Records provided>
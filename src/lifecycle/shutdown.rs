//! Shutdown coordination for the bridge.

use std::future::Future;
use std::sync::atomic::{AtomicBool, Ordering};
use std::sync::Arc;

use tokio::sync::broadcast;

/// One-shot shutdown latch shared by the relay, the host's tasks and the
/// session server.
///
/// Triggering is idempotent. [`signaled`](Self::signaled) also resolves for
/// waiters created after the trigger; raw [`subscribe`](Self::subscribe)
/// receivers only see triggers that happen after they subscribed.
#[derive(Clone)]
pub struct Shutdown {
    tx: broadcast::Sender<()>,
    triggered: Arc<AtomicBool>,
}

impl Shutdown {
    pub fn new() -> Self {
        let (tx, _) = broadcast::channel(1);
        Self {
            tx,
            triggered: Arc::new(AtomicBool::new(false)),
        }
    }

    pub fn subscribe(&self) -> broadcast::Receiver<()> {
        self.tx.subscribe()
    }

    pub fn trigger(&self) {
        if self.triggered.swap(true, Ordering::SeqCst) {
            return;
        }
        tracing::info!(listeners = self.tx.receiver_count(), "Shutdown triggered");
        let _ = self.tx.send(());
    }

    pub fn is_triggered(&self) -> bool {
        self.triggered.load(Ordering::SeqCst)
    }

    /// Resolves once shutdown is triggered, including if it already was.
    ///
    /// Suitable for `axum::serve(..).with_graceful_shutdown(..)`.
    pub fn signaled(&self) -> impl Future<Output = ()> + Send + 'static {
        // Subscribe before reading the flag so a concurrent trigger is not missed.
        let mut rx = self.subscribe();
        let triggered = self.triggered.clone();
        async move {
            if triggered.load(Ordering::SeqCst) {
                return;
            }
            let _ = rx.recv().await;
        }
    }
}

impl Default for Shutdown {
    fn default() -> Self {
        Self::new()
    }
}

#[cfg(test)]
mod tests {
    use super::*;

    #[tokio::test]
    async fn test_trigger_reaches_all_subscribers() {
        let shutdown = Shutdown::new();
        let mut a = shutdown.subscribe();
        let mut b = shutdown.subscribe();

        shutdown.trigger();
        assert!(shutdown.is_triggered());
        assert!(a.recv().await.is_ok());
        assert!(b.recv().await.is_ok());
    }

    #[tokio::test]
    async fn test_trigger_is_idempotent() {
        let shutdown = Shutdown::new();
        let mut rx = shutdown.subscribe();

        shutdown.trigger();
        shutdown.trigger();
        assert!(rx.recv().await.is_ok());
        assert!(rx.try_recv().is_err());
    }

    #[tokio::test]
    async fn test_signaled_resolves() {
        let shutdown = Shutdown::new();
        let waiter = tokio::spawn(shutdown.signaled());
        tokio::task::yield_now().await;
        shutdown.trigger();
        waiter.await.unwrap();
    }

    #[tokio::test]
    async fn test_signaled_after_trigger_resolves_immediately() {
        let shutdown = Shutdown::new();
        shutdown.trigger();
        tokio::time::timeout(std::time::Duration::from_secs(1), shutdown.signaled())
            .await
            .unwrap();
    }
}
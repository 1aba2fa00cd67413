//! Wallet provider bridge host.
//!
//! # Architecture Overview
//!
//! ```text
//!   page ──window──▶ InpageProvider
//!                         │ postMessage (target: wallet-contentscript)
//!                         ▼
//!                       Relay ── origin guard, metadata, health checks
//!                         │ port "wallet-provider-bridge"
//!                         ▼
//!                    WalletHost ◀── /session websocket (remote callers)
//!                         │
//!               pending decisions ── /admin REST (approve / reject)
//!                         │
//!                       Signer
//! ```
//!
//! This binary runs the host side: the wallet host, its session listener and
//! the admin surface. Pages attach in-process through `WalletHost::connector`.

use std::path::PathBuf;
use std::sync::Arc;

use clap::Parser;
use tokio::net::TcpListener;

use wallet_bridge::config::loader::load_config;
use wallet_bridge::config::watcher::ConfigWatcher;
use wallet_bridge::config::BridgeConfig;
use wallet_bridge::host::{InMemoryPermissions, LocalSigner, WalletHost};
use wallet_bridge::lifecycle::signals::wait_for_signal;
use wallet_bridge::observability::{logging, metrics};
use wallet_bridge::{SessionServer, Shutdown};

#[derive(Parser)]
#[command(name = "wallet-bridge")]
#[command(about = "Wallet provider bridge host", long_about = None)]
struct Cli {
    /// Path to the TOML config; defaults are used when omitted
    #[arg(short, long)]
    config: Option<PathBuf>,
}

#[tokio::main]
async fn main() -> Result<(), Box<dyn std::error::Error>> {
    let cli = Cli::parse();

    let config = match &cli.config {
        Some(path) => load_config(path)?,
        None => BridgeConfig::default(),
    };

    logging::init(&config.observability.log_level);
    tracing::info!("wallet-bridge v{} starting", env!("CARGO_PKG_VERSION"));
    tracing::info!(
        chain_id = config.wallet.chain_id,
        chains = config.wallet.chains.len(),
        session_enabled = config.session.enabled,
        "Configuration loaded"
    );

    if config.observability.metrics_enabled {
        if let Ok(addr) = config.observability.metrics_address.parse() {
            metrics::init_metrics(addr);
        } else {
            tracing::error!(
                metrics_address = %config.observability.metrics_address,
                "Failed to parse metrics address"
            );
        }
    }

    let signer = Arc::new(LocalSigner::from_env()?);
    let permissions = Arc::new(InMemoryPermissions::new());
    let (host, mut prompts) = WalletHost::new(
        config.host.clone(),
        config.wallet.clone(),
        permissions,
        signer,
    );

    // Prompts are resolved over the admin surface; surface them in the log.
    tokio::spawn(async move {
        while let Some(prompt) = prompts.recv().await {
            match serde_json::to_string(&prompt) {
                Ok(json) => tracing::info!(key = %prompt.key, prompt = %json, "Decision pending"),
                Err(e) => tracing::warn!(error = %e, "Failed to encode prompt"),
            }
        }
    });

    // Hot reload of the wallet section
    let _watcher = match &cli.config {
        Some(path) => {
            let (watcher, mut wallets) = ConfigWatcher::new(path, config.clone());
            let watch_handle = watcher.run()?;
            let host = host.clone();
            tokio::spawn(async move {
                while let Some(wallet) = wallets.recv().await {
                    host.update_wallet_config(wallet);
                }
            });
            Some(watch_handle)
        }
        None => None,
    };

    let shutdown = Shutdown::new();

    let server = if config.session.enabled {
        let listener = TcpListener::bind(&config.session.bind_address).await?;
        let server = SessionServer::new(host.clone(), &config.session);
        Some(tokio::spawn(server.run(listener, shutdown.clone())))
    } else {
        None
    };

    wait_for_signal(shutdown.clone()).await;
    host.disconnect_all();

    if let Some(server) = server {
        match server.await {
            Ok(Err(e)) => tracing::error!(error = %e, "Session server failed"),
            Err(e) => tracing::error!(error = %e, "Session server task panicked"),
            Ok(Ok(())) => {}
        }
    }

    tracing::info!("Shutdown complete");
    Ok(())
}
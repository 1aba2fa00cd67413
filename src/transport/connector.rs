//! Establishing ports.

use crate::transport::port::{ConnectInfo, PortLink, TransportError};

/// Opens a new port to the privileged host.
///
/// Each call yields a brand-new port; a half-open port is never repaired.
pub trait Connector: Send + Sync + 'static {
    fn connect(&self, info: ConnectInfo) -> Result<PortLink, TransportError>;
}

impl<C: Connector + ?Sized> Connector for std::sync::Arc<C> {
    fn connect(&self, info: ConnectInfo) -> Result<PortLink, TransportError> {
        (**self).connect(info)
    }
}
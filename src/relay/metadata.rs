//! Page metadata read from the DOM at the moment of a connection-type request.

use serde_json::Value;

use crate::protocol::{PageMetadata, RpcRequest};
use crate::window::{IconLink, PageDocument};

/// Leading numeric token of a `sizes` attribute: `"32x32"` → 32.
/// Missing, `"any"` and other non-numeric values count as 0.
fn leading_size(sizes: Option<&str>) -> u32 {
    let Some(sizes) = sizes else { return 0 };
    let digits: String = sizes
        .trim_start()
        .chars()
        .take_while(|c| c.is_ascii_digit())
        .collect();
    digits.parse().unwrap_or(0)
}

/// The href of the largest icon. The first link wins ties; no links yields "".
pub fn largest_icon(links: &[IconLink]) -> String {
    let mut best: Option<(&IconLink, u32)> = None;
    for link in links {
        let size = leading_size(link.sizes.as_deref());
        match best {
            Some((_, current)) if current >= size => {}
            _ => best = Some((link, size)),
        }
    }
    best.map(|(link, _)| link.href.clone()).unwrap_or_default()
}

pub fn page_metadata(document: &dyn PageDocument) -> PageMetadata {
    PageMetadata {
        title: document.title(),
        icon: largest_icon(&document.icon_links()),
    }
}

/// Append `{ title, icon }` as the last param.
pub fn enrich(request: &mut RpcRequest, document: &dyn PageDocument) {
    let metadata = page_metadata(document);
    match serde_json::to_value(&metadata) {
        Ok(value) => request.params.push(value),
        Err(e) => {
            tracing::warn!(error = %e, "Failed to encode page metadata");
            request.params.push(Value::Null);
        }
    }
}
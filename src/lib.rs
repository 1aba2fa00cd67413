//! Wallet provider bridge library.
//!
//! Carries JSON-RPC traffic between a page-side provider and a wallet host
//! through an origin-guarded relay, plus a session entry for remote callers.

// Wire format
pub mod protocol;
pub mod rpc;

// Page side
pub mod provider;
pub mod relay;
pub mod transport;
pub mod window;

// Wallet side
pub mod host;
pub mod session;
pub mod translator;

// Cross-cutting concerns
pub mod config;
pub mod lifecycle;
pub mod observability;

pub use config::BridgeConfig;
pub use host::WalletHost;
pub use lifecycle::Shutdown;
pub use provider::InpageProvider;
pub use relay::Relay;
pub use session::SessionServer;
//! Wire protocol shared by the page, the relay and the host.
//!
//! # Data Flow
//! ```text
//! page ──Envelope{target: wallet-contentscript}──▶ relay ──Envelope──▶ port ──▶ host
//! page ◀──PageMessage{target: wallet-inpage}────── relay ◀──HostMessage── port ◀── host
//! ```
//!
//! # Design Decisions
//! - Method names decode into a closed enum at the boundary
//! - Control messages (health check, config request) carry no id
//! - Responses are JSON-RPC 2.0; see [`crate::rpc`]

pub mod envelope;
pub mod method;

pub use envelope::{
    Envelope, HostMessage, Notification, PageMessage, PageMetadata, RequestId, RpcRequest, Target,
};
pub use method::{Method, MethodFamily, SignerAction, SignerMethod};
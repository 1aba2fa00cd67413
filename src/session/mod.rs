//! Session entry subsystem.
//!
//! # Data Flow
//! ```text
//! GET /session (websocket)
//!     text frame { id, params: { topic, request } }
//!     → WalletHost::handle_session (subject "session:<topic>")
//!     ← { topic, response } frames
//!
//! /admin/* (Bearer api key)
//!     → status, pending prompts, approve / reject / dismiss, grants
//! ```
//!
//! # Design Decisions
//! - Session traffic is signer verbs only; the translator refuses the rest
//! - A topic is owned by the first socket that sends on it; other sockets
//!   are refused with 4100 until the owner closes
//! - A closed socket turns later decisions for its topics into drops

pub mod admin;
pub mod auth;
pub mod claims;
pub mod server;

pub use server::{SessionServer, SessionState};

Task goal>
Take the entries above and return only the lines from the one with "let permissions = Arc::new(InMemoryPermissions::new());" to the one with "while let Some(prompt)", both included, unchanged.

Answer section>
    let permissions = Arc::new(InMemoryPermissions::new());
    let (host, mut prompts) = WalletHost::new(
        config.host.clone(),
        config.wallet.clone(),
        permissions,
        signer,
    );

    // Prompts are resolved over the admin surface; surface them in the log.
    tokio::spawn(async move {
        while let Some(prompt) = prompts.recv().await {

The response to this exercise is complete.